Why? Because American Psycho is a banned book in Australia.

I remember buying the book the following winter, right before I was set to leave Australia to study literature at Hampshire College. It was an odd experience, being carded for buying literature. The book stared at me through a plastic wrapping with a little sticker that read: “R. Category One. Not available to persons under 18 years. Restricted,” the same warning label that had been issued upon the novel’s release in 1991. It was the first time an R rating had been issued for a mainstream literary work, and it is still completely banned from sale in the state of Queensland. The official reason for the book’s censorship was due to its “graphic violence, sexual content, and its potential to influence minors.” But there are also, I believe, deeper issues that tap into the history of Australia and the nature of the national psyche.

American Psycho was, and continues to be, vilified as meaningless, hateful, and lacking any literary merit. John Dickie, who was, at the time of the novel’s release, the chief censor at the Australian Office of Film and Literature Classification, said that “as a satire on yuppies it has a lot going for it,” but nevertheless he found the book “distasteful.” In fact, Ellis himself was shocked at the decision to ban his book down under, saying, “Australia always seemed to me so buff and able to deal with shit like that, I always saw it as being really masculine. And yet here’s this little book in its own little wrapping.” In fact, it might be this image of Australia as being “buff” and “masculine” that influenced the decision to restrict American Psycho’s sale.

As its criminal past has shown, Australia is no stranger to violence and has seen its fair share of deadly gun massacres, which may have come into consideration when judging the content of Ellis’s work. While Patrick Bateman uses various instruments in the implementation of violence, there are several scenes of reckless shooting sprees, and he is assumed to be carrying a gun at all times. The 1991 Strathfield massacre in Sydney, Australia saw Wade Frankum stab and shoot fourteen people, eight of whom died. Police later found a collection of violent films and literature in his apartment, among which was a well-worn copy of American Psycho. Five years later, the Port Arthur massacre bore witness to Martin Bryant (later termed the “Australian Psycho”), who killed thirty-five people and wounded twenty-one others, resulting in a government–issued gun buyback that successfully collected 600,000 firearms. Port Arthur was the last massacre the country has seen since.

I re-read American Psycho several times throughout college, coming back to it with a strange curiosity over what exactly it was trying to say and how it was being said. Those endless descriptions of records, brands, and advertisements had a captivating allure as the postmodern prose washed over me. I appreciated the link that Ellis makes between violence and consumerism, situating consumerism as a kind of violence, wherein the ethos of late ‘80’s capitalism is pushed to the metaphorical edge of barbarism and brutality. In this reading, the violence provides a commentary on a kind of failing consumerist psyche.

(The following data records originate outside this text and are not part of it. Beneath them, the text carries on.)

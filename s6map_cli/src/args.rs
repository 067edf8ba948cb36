use std::path::PathBuf;

use clap::Parser;
use s6map_flow::{FlowConfig, FlowConfigBuilder, FlowError};
use s6map_lut::MapperKind;

/// s6map - map a signal-level design to Spartan-6 primitives
#[derive(Parser, Debug)]
#[command(name = "s6map")]
#[command(author, version, about, long_about = None)]
pub struct Args {
    /// Design to map
    pub input: PathBuf,

    /// EDIF netlist to write [default: input with `.edf` extension]
    #[arg(short = 'o', long)]
    pub output: Option<PathBuf>,
    /// Symbol table to write [default: input with `.sym` extension]
    #[arg(short = 's', long)]
    pub symbols: Option<PathBuf>,

    /// Target part [default: xc6slx45-fgg484-2]
    #[arg(short = 'p', long)]
    pub part: Option<String>,
    /// LUT mapper [default: shannon]
    #[arg(short = 'm', long, value_enum)]
    pub mapper: Option<MapperArg>,
    /// Extra mapper option, may be repeated
    #[arg(short = 'X', long = "mapper-option", value_name = "KEY=VALUE", value_parser = parse_key_value)]
    pub mapper_options: Vec<(String, String)>,

    /// JSON configuration; flags override its values
    #[arg(short = 'c', long)]
    pub config: Option<PathBuf>,
}

impl Args {
    /// Convert command-line arguments into the flow configuration
    pub fn to_config(&self) -> Result<FlowConfig, FlowError> {
        let base = match &self.config {
            Some(path) => FlowConfig::from_json_file(path)?,
            None => FlowConfig::default(),
        };
        let mut builder = FlowConfigBuilder::from(base);
        if let Some(part) = &self.part {
            builder = builder.part(part);
        }
        if let Some(mapper) = self.mapper {
            builder = builder.mapper(mapper.into());
        }
        Ok(builder.mapper_options(self.mapper_options.iter().cloned()).build())
    }

    /// Netlist path, derived from the input when not given.
    pub fn edif_path(&self) -> PathBuf {
        self.output
            .clone()
            .unwrap_or_else(|| self.input.with_extension("edf"))
    }

    /// Symbol file path, derived from the input when not given.
    pub fn symbols_path(&self) -> PathBuf {
        self.symbols
            .clone()
            .unwrap_or_else(|| self.input.with_extension("sym"))
    }
}

fn parse_key_value(s: &str) -> Result<(String, String), String> {
    s.split_once('=')
        .map(|(key, value)| (key.to_string(), value.to_string()))
        .ok_or_else(|| format!("expected KEY=VALUE, got `{s}`"))
}

/// Command-line argument wrapper for MapperKind
#[derive(Debug, Clone, Copy, clap::ValueEnum)]
pub enum MapperArg {
    /// One LUT per signal
    #[value(name = "single")]
    Single,
    /// Shannon decomposition of logic wider than one LUT
    #[value(name = "shannon")]
    Shannon,
}

impl From<MapperArg> for MapperKind {
    fn from(arg: MapperArg) -> Self {
        match arg {
            MapperArg::Single => MapperKind::Single,
            MapperArg::Shannon => MapperKind::Shannon,
        }
    }
}
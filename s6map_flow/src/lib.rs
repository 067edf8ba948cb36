//! Spartan-6 technology mapping.
//!
//! Lowers a signal-level [`Module`](s6map_ir::Module) to a netlist of `UNISIMS`
//! primitives: ports and the clock are buffered, constant drivers are tied to
//! shared `VCC`/`GND` sources and combinational logic is mapped to LUTs. The
//! result is exported as EDIF together with a symbol table relating netlist uids
//! to source names.

pub mod config;
mod design;
mod error;
mod flow;

pub use config::{DEFAULT_PART, FlowConfig, FlowConfigBuilder};
pub use error::FlowError;
pub use flow::{CELL_LIBRARY, Flow, MANUFACTURER, Mapped, detect_clock, run};
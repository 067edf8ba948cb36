//! Bidirectional name table for netlist objects.
//!
//! Symbols live in one-character namespaces so a net and an instance may share
//! a human-readable name. The store keeps insertion order, which is also the
//! order of the symbol file.

use std::fmt;
use std::io::{self, Write};

use indexmap::IndexMap;
use indexmap::map::Entry;
use thiserror::Error;

use crate::{InstanceId, NetId};

/// Namespace of a symbol.
#[derive(Clone, Copy, Debug, PartialEq, Eq, Hash, PartialOrd, Ord)]
pub enum SymbolTag {
    /// `N`
    Net,
    /// `I`
    Instance,
}

impl SymbolTag {
    /// Character written in the symbol file.
    #[must_use]
    pub const fn as_char(self) -> char {
        match self {
            Self::Net => 'N',
            Self::Instance => 'I',
        }
    }

    /// Parses the symbol-file character.
    #[must_use]
    pub const fn from_char(c: char) -> Option<Self> {
        match c {
            'N' => Some(Self::Net),
            'I' => Some(Self::Instance),
            _ => None,
        }
    }
}

impl fmt::Display for SymbolTag {
    fn fmt(&self, f: &mut fmt::Formatter<'_>) -> fmt::Result {
        write!(f, "{}", self.as_char())
    }
}

/// Symbol table failures.
#[derive(Debug, Error, PartialEq, Eq)]
pub enum SymbolError {
    /// The name is already bound in this namespace.
    #[error("symbol {tag}:{name} is already defined for uid {existing}")]
    Duplicate {
        tag: SymbolTag,
        name: String,
        existing: u32,
    },
    /// A symbol-file line is not `<tag> <uid> <name>`.
    #[error("malformed symbol line {line}: {text:?}")]
    Malformed { line: usize, text: String },
}

/// A name bound to a netlist object.
#[derive(Clone, Debug, PartialEq, Eq)]
pub struct Symbol {
    uid: u32,
    tag: SymbolTag,
    name: String,
}

impl Symbol {
    /// Uid of the named net or instance.
    pub fn uid(&self) -> u32 {
        self.uid
    }

    /// Namespace of the symbol.
    pub fn tag(&self) -> SymbolTag {
        self.tag
    }

    /// The bound name.
    pub fn name(&self) -> &str {
        &self.name
    }

    /// The net this symbol names, if it lives in the net namespace.
    pub fn net(&self) -> Option<NetId> {
        (self.tag == SymbolTag::Net).then(|| NetId::new(self.uid))
    }

    /// The instance this symbol names, if it lives in the instance namespace.
    pub fn instance(&self) -> Option<InstanceId> {
        (self.tag == SymbolTag::Instance).then(|| InstanceId::new(self.uid))
    }
}

/// Names of nets and instances, in registration order.
#[derive(Clone, Debug, Default)]
pub struct SymbolStore {
    by_name: IndexMap<(String, SymbolTag), Symbol>,
}

impl SymbolStore {
    /// An empty store.
    pub fn new() -> Self {
        Self::default()
    }

    /// Registers `name` for `uid` in namespace `tag`.
    ///
    /// # Errors
    ///
    /// Fails if `(name, tag)` is already registered.
    pub fn add(&mut self, uid: u32, tag: SymbolTag, name: impl Into<String>) -> Result<&Symbol, SymbolError> {
        let name = name.into();
        match self.by_name.entry((name.clone(), tag)) {
            Entry::Occupied(entry) => Err(SymbolError::Duplicate {
                tag,
                name,
                existing: entry.get().uid,
            }),
            Entry::Vacant(entry) => Ok(entry.insert(Symbol { uid, tag, name })),
        }
    }

    /// Registers `name` for `uid`, or the first free `<name>_<n>` when the
    /// name is taken in namespace `tag`.
    pub fn add_unique(&mut self, uid: u32, tag: SymbolTag, name: impl Into<String>) -> &Symbol {
        let base = name.into();
        let mut name = base.clone();
        let mut suffix = 1;
        while self.by_name.contains_key(&(name.clone(), tag)) {
            name = format!("{base}_{suffix}");
            suffix += 1;
        }
        self.by_name
            .entry((name.clone(), tag))
            .or_insert(Symbol { uid, tag, name })
    }

    /// Points every symbol of namespace `tag` bound to `from` at `to`.
    ///
    /// Returns the number of symbols moved. Their file order is unchanged.
    pub fn retarget(&mut self, tag: SymbolTag, from: u32, to: u32) -> usize {
        let mut moved = 0;
        for sym in self.by_name.values_mut().filter(|sym| sym.tag == tag && sym.uid == from) {
            sym.uid = to;
            moved += 1;
        }
        moved
    }

    /// Symbol registered as `name` in namespace `tag`.
    pub fn lookup(&self, name: &str, tag: SymbolTag) -> Option<&Symbol> {
        self.by_name.get(&(name.to_string(), tag))
    }

    /// First symbol registered for `uid` in namespace `tag`.
    pub fn by_uid(&self, uid: u32, tag: SymbolTag) -> Option<&Symbol> {
        self.by_name.values().find(|sym| sym.uid == uid && sym.tag == tag)
    }

    /// Symbols in insertion order.
    pub fn iter(&self) -> impl Iterator<Item = &Symbol> {
        self.by_name.values()
    }

    /// Number of symbols.
    pub fn len(&self) -> usize {
        self.by_name.len()
    }

    /// True when nothing is registered.
    pub fn is_empty(&self) -> bool {
        self.by_name.is_empty()
    }

    /// Writes one `<tag> <uid> <name>` line per symbol.
    pub fn write_to(&self, mut writer: impl Write) -> io::Result<()> {
        for sym in self.iter() {
            writeln!(writer, "{} {} {}", sym.tag, sym.uid, sym.name)?;
        }
        writer.flush()
    }

    /// Reads back the format produced by [`SymbolStore::write_to`].
    ///
    /// # Errors
    ///
    /// Fails on malformed lines and duplicate symbols.
    pub fn parse(text: &str) -> Result<Self, SymbolError> {
        let mut store = Self::new();
        for (index, line) in text.lines().enumerate() {
            if line.trim().is_empty() {
                continue;
            }
            let malformed = || SymbolError::Malformed {
                line: index + 1,
                text: line.to_string(),
            };
            let mut fields = line.splitn(3, ' ');
            let tag = fields
                .next()
                .and_then(|t| {
                    let mut chars = t.chars();
                    match (chars.next(), chars.next()) {
                        (Some(c), None) => SymbolTag::from_char(c),
                        _ => None,
                    }
                })
                .ok_or_else(malformed)?;
            let uid = fields
                .next()
                .and_then(|u| u.parse::<u32>().ok())
                .ok_or_else(malformed)?;
            let name = fields.next().filter(|n| !n.is_empty()).ok_or_else(malformed)?;
            store.add(uid, tag, name)?;
        }
        Ok(store)
    }
}
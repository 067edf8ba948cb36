use std::collections::BTreeMap;

use quickcheck::{Arbitrary, Gen, quickcheck};
use rstest::rstest;
use s6map_ir::{Expr, SignalId};
use s6map_lut::{
    Bdd, InputAssoc, LutError, LutFactory, LutMapper, MapperKind, Mapping, Shannon, SingleLut, VarOrder,
};

/// Records gates and wires so mapped logic can be simulated.
#[derive(Default, Debug)]
struct Sim {
    luts: Vec<(usize, u64)>,
    wires: Vec<(usize, usize, usize)>,
}

impl LutFactory for Sim {
    type Gate = usize;

    fn create(&mut self, inputs: usize, contents: u64) -> usize {
        self.luts.push((inputs, contents));
        self.luts.len() - 1
    }

    fn connect(&mut self, from: usize, to: usize, port: usize) {
        self.wires.push((from, to, port));
    }
}

impl Sim {
    fn port(&self, mapping: &Mapping<usize>, gate: usize, port: usize, value_of: &impl Fn(SignalId) -> bool) -> bool {
        if let Some(assoc) = mapping.inputs.iter().find(|a| a.gate == gate && a.port == port) {
            return value_of(assoc.signal);
        }
        let (from, _, _) = self
            .wires
            .iter()
            .find(|(_, to, p)| *to == gate && *p == port)
            .unwrap_or_else(|| panic!("gate {gate} port {port} is undriven"));
        self.gate(mapping, *from, value_of)
    }

    fn gate(&self, mapping: &Mapping<usize>, gate: usize, value_of: &impl Fn(SignalId) -> bool) -> bool {
        let (inputs, contents) = self.luts[gate];
        let row = (0..inputs)
            .filter(|&port| self.port(mapping, gate, port, value_of))
            .fold(0, |row, port| row | (1 << port));
        (contents >> row) & 1 == 1
    }

    fn drivers_per_port(&self, mapping: &Mapping<usize>) -> bool {
        self.luts.iter().enumerate().all(|(gate, &(inputs, _))| {
            (0..inputs).all(|port| {
                let assocs = mapping.inputs.iter().filter(|a| a.gate == gate && a.port == port).count();
                let wires = self.wires.iter().filter(|(_, to, p)| *to == gate && *p == port).count();
                assocs + wires == 1
            })
        })
    }
}

fn s(i: usize) -> Expr {
    Expr::signal(SignalId::new(i))
}

fn wide_and(n: usize) -> Expr {
    (1..n).fold(s(0), |acc, i| Expr::and(acc, s(i)))
}

#[rstest]
#[case(MapperKind::Single)]
#[case(MapperKind::Shannon)]
fn two_input_and_is_one_lut2(#[case] kind: MapperKind) {
    let mapper = kind.build(&BTreeMap::new()).expect("no options");
    let mut sim = Sim::default();
    let mapping = mapper
        .map(6, &mut sim, &Expr::and(s(0), s(1)))
        .expect("maps")
        .expect("has logic");
    assert_eq!(sim.luts, vec![(2, 0b1000)]);
    assert_eq!(
        mapping.inputs,
        vec![
            InputAssoc { gate: 0, port: 0, signal: SignalId::new(0) },
            InputAssoc { gate: 0, port: 1, signal: SignalId::new(1) },
        ]
    );
}

#[rstest]
#[case(MapperKind::Single)]
#[case(MapperKind::Shannon)]
fn identity_needs_no_logic(#[case] kind: MapperKind) {
    let mapper = kind.build(&BTreeMap::new()).expect("no options");
    let mut sim = Sim::default();
    let expr = Expr::or(s(2), Expr::and(s(2), s(1)));
    assert_eq!(mapper.map(6, &mut sim, &expr), Ok(None));
    assert!(sim.luts.is_empty());
}

#[rstest]
#[case(Expr::and(s(4), Expr::not(s(4))), 0b00)]
#[case(Expr::or(s(4), Expr::not(s(4))), 0b11)]
fn constant_logic_keeps_first_input(#[case] expr: Expr, #[case] table: u64) {
    let mut sim = Sim::default();
    let mapping = Shannon::default()
        .map(6, &mut sim, &expr)
        .expect("maps")
        .expect("has logic");
    assert_eq!(sim.luts, vec![(1, table)]);
    assert_eq!(mapping.inputs, vec![InputAssoc { gate: 0, port: 0, signal: SignalId::new(4) }]);
}

#[test]
fn single_rejects_wide_logic() {
    let mut sim = Sim::default();
    assert_eq!(
        SingleLut::default().map(6, &mut sim, &wide_and(7)),
        Err(LutError::TooManyInputs { needed: 7, max: 6 })
    );
}

#[test]
fn shannon_splits_wide_logic() {
    let expr = wide_and(9);
    let mut sim = Sim::default();
    let mapping = Shannon::default()
        .map(6, &mut sim, &expr)
        .expect("maps")
        .expect("has logic");
    assert!(sim.luts.len() > 1);
    assert!(sim.luts.iter().all(|&(inputs, _)| inputs <= 6));
    assert!(sim.drivers_per_port(&mapping));
    for row in 0..1usize << 9 {
        let value_of = |id: SignalId| (row >> id.index()) & 1 == 1;
        assert_eq!(sim.gate(&mapping, mapping.output, &value_of), row == (1 << 9) - 1);
    }
}

#[rstest]
#[case(0)]
#[case(7)]
fn fan_in_limit_is_checked(#[case] max: usize) {
    let mut sim = Sim::default();
    assert_eq!(
        Shannon::default().map(max, &mut sim, &s(0)),
        Err(LutError::BadFanIn(max))
    );
}

#[test]
fn sequential_logic_is_rejected() {
    let mut sim = Sim::default();
    assert_eq!(
        SingleLut::default().map(6, &mut sim, &Expr::fd(s(0), s(1))),
        Err(LutError::Sequential)
    );
}

#[test]
fn reverse_order_swaps_pins() {
    let extra = BTreeMap::from([("order".to_string(), "reverse".to_string())]);
    let mapper = MapperKind::Single.build(&extra).expect("known option");
    let mut sim = Sim::default();
    let mapping = mapper
        .map(6, &mut sim, &Expr::and(s(0), Expr::not(s(1))))
        .expect("maps")
        .expect("has logic");
    // s1 on pin 0, s0 on pin 1: true only for row 0b10
    assert_eq!(sim.luts, vec![(2, 0b0100)]);
    assert_eq!(mapping.inputs[0].signal, SignalId::new(1));
}

const VARS: usize = 9;

#[derive(Clone, Debug)]
struct Logic(Expr);

fn arbitrary_expr(g: &mut Gen, depth: usize) -> Expr {
    let choice = if depth == 0 { 0 } else { u8::arbitrary(g) % 7 };
    match choice {
        0 if u8::arbitrary(g) % 16 == 0 => Expr::Boolean(bool::arbitrary(g)),
        0 | 1 => s(usize::arbitrary(g) % VARS),
        2 => Expr::not(arbitrary_expr(g, depth - 1)),
        3 => Expr::and(arbitrary_expr(g, depth - 1), arbitrary_expr(g, depth - 1)),
        4 => Expr::or(arbitrary_expr(g, depth - 1), arbitrary_expr(g, depth - 1)),
        5 => Expr::xor(arbitrary_expr(g, depth - 1), arbitrary_expr(g, depth - 1)),
        _ => Expr::mux(
            arbitrary_expr(g, depth - 1),
            arbitrary_expr(g, depth - 1),
            arbitrary_expr(g, depth - 1),
        ),
    }
}

impl Arbitrary for Logic {
    fn arbitrary(g: &mut Gen) -> Self {
        Logic(arbitrary_expr(g, 5))
    }
}

quickcheck! {
    fn prop_bdd_agrees_with_expr(logic: Logic, row: u16) -> bool {
        let value_of = |id: SignalId| (row >> id.index()) & 1 == 1;
        let bdd = Bdd::from_expr(&logic.0, VarOrder::Appearance).expect("combinational");
        Some(bdd.eval(bdd.root(), &value_of)) == logic.0.eval(&value_of)
    }

    fn prop_shannon_preserves_function(logic: Logic, max: u8) -> bool {
        let max = 3 + usize::from(max % 4);
        let mut sim = Sim::default();
        let Some(mapping) = Shannon::default().map(max, &mut sim, &logic.0).expect("combinational") else {
            let bdd = Bdd::from_expr(&logic.0, VarOrder::Appearance).expect("combinational");
            return sim.luts.is_empty()
                && (bdd.identity(bdd.root()).is_some() || logic.0.support().is_empty());
        };
        sim.luts.iter().all(|&(inputs, _)| (1..=max).contains(&inputs))
            && sim.drivers_per_port(&mapping)
            && (0..1usize << VARS).all(|row| {
                let value_of = |id: SignalId| (row >> id.index()) & 1 == 1;
                Some(sim.gate(&mapping, mapping.output, &value_of)) == logic.0.eval(&value_of)
            })
    }
}
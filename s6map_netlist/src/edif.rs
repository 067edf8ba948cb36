//! EDIF 2.0.0 netlist writer.
//!
//! Instances are written as `I<uid>` and nets as `N<uid>`; the symbol file
//! produced alongside maps those uids back to source names.

use std::borrow::Cow;
use std::collections::HashSet;
use std::io::{self, Write};

use indexmap::IndexMap;

use crate::{IoPorts, Netlist, Pin, Primitive, PrimitiveKind};

/// Dialect of the emitted EDIF.
#[derive(Clone, Copy, Debug, PartialEq, Eq, Default)]
pub enum EdifFlavor {
    /// Xilinx ISE `ngdbuild` conventions (`PART` property with an owner).
    #[default]
    Xilinx,
}

/// Names and properties written around the netlist.
#[derive(Clone, Debug, PartialEq, Eq)]
pub struct EdifParams {
    /// Dialect to emit.
    pub flavor: EdifFlavor,
    /// Name of the top cell and of the design.
    pub design_name: String,
    /// External library holding the primitives.
    pub cell_library: String,
    /// Target device.
    pub part: String,
    /// Owner of the `PART` property.
    pub manufacturer: String,
}

fn is_identifier(name: &str) -> bool {
    let mut chars = name.chars();
    matches!(chars.next(), Some(c) if c.is_ascii_alphabetic())
        && chars.all(|c| c.is_ascii_alphanumeric() || c == '_')
}

/// EDIF identifier used to reference `name`.
fn ident(name: &str) -> Cow<'_, str> {
    if is_identifier(name) {
        return Cow::Borrowed(name);
    }
    let body: String = name
        .chars()
        .map(|c| if c.is_ascii_alphanumeric() || c == '_' { c } else { '_' })
        .collect();
    Cow::Owned(format!("&{body}"))
}

/// Declaration of `name` under the identifier `id`.
fn rename<'a>(name: &'a str, id: &str) -> Cow<'a, str> {
    if id == name {
        Cow::Borrowed(name)
    } else {
        Cow::Owned(format!("(rename {id} \"{}\")", name.escape_default()))
    }
}

/// Identifier used where `name` is declared, renamed when not legal as-is.
fn declare(name: &str) -> Cow<'_, str> {
    rename(name, &ident(name))
}

/// Identifiers of the top-cell ports.
///
/// EDIF identifiers are case-insensitive and mangling is lossy, so a port
/// whose identifier is already taken gets a `_<n>` suffix.
#[derive(Debug, Default)]
struct PortIdents<'a> {
    idents: IndexMap<&'a str, String>,
}

impl<'a> PortIdents<'a> {
    fn new(io: &'a IoPorts) -> Self {
        let mut taken = HashSet::new();
        let mut idents = IndexMap::new();
        for port in io.ports() {
            let base = ident(&port.name).into_owned();
            let mut id = base.clone();
            let mut suffix = 1;
            while !taken.insert(id.to_ascii_lowercase()) {
                id = format!("{base}_{suffix}");
                suffix += 1;
            }
            idents.insert(port.name.as_str(), id);
        }
        Self { idents }
    }

    fn get<'n>(&'n self, name: &'n str) -> Cow<'n, str> {
        match self.idents.get(name) {
            Some(id) => Cow::Borrowed(id.as_str()),
            None => ident(name),
        }
    }

    fn declare<'n>(&'n self, name: &'n str) -> Cow<'n, str> {
        rename(name, &self.get(name))
    }
}

fn write_interface(w: &mut impl Write, indent: &str, ports: &[(Cow<'_, str>, &'static str)]) -> io::Result<()> {
    writeln!(w, "{indent}(interface")?;
    for (declaration, direction) in ports {
        writeln!(w, "{indent}  (port {declaration} (direction {direction}))")?;
    }
    writeln!(w, "{indent})")
}

fn write_external(w: &mut impl Write, params: &EdifParams, cells: &IndexMap<&str, &Primitive>) -> io::Result<()> {
    writeln!(w, "  (external {}", ident(&params.cell_library))?;
    writeln!(w, "    (edifLevel 0)")?;
    writeln!(w, "    (technology (numberDefinition))")?;
    for primitive in cells.values() {
        writeln!(w, "    (cell {} (cellType GENERIC)", declare(primitive.name()))?;
        writeln!(w, "      (view view_1 (viewType NETLIST)")?;
        let ports: Vec<(Cow<'_, str>, &'static str)> = primitive
            .input_names()
            .iter()
            .map(|name| (declare(name), "INPUT"))
            .chain(primitive.output_names().iter().map(|name| (declare(name), "OUTPUT")))
            .collect();
        write_interface(w, "        ", &ports)?;
        writeln!(w, "      )")?;
        writeln!(w, "    )")?;
    }
    writeln!(w, "  )")
}

fn write_contents(w: &mut impl Write, netlist: &Netlist, params: &EdifParams, ports: &PortIdents<'_>) -> io::Result<()> {
    writeln!(w, "        (contents")?;
    for inst in netlist.instances() {
        if inst.primitive().is_port() {
            continue;
        }
        write!(
            w,
            "          (instance {} (viewRef view_1 (cellRef {} (libraryRef {})))",
            inst.id(),
            ident(inst.primitive().name()),
            ident(&params.cell_library)
        )?;
        for (name, value) in inst.attributes() {
            write!(w, "\n            (property {} (string \"{}\"))", ident(name), value.escape_default())?;
        }
        writeln!(w, ")")?;
    }
    for net in netlist.nets() {
        if net.is_floating() {
            continue;
        }
        write!(w, "          (net {} (joined", net.id())?;
        let branches = net
            .driver()
            .map(|b| (b, Pin::Output(b.pin)))
            .into_iter()
            .chain(net.consumers().iter().map(|b| (*b, Pin::Input(b.pin))));
        for (branch, pin) in branches {
            let Some(inst) = netlist.instance(branch.instance) else {
                continue;
            };
            let primitive = inst.primitive();
            match primitive.kind() {
                PrimitiveKind::Port(_) => {
                    write!(w, "\n            (portRef {})", ports.get(primitive.name()))?;
                }
                PrimitiveKind::Cell => {
                    let pin_name = primitive.pin_name(pin).unwrap_or("?");
                    write!(w, "\n            (portRef {} (instanceRef {}))", ident(pin_name), inst.id())?;
                }
            }
        }
        writeln!(w, "))")?;
    }
    writeln!(w, "        )")
}

/// Writes the whole graph as one EDIF top cell.
pub fn write_edif(netlist: &Netlist, io: &IoPorts, params: &EdifParams, mut w: impl Write) -> io::Result<()> {
    let EdifFlavor::Xilinx = params.flavor;

    let mut cells: IndexMap<&str, &Primitive> = IndexMap::new();
    for inst in netlist.instances().filter(|inst| !inst.primitive().is_port()) {
        cells.entry(inst.primitive().name()).or_insert(inst.primitive());
    }

    let design = &params.design_name;
    let design_lib = format!("{design}_lib");

    writeln!(w, "(edif {}", declare(design))?;
    writeln!(w, "  (edifVersion 2 0 0)")?;
    writeln!(w, "  (edifLevel 0)")?;
    writeln!(w, "  (keywordMap (keywordLevel 0))")?;
    writeln!(
        w,
        "  (status (written (timeStamp 0 0 0 0 0 0) (program \"s6map\" (version \"{}\"))))",
        env!("CARGO_PKG_VERSION")
    )?;
    write_external(&mut w, params, &cells)?;

    writeln!(w, "  (library {}", declare(&design_lib))?;
    writeln!(w, "    (edifLevel 0)")?;
    writeln!(w, "    (technology (numberDefinition))")?;
    writeln!(w, "    (cell {} (cellType GENERIC)", declare(design))?;
    writeln!(w, "      (view view_1 (viewType NETLIST)")?;
    let idents = PortIdents::new(io);
    let ports: Vec<(Cow<'_, str>, &'static str)> = io
        .ports()
        .iter()
        .map(|port| {
            let direction = match port.direction {
                crate::PortDirection::In => "INPUT",
                crate::PortDirection::Out => "OUTPUT",
            };
            (idents.declare(&port.name), direction)
        })
        .collect();
    write_interface(&mut w, "        ", &ports)?;
    write_contents(&mut w, netlist, params, &idents)?;
    writeln!(w, "      )")?;
    writeln!(w, "    )")?;
    writeln!(w, "  )")?;

    writeln!(w, "  (design {}", declare(design))?;
    writeln!(w, "    (cellRef {} (libraryRef {}))", ident(design), ident(&design_lib))?;
    writeln!(
        w,
        "    (property PART (string \"{}\") (owner \"{}\"))",
        params.part.escape_default(),
        params.manufacturer.escape_default()
    )?;
    writeln!(w, "  )")?;
    writeln!(w, ")")?;
    w.flush()
}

I recently re-read American Psycho again, prompted by the question of whether or not the novel could stand on its own if the violent sections were excised. Ellis himself has said that “[t]he violence upset me as a reader 10, 12 years after being published. But I don’t think it distracted from the novel.” I don’t think so either. However, while I am not defending the novel’s violence as such, I am defending the right to freedom of expression on the basis that censorship, restriction, and banning are far more insidious to a culture than the fiction itself. Unlike Ellis, who called the shrink-wrap around his novel “adorable…cute,” other authors might find this kind of censorship anathema to their creative freedom, an implicit warning to all artists: “Don’t go too far. You’ll pay the price.”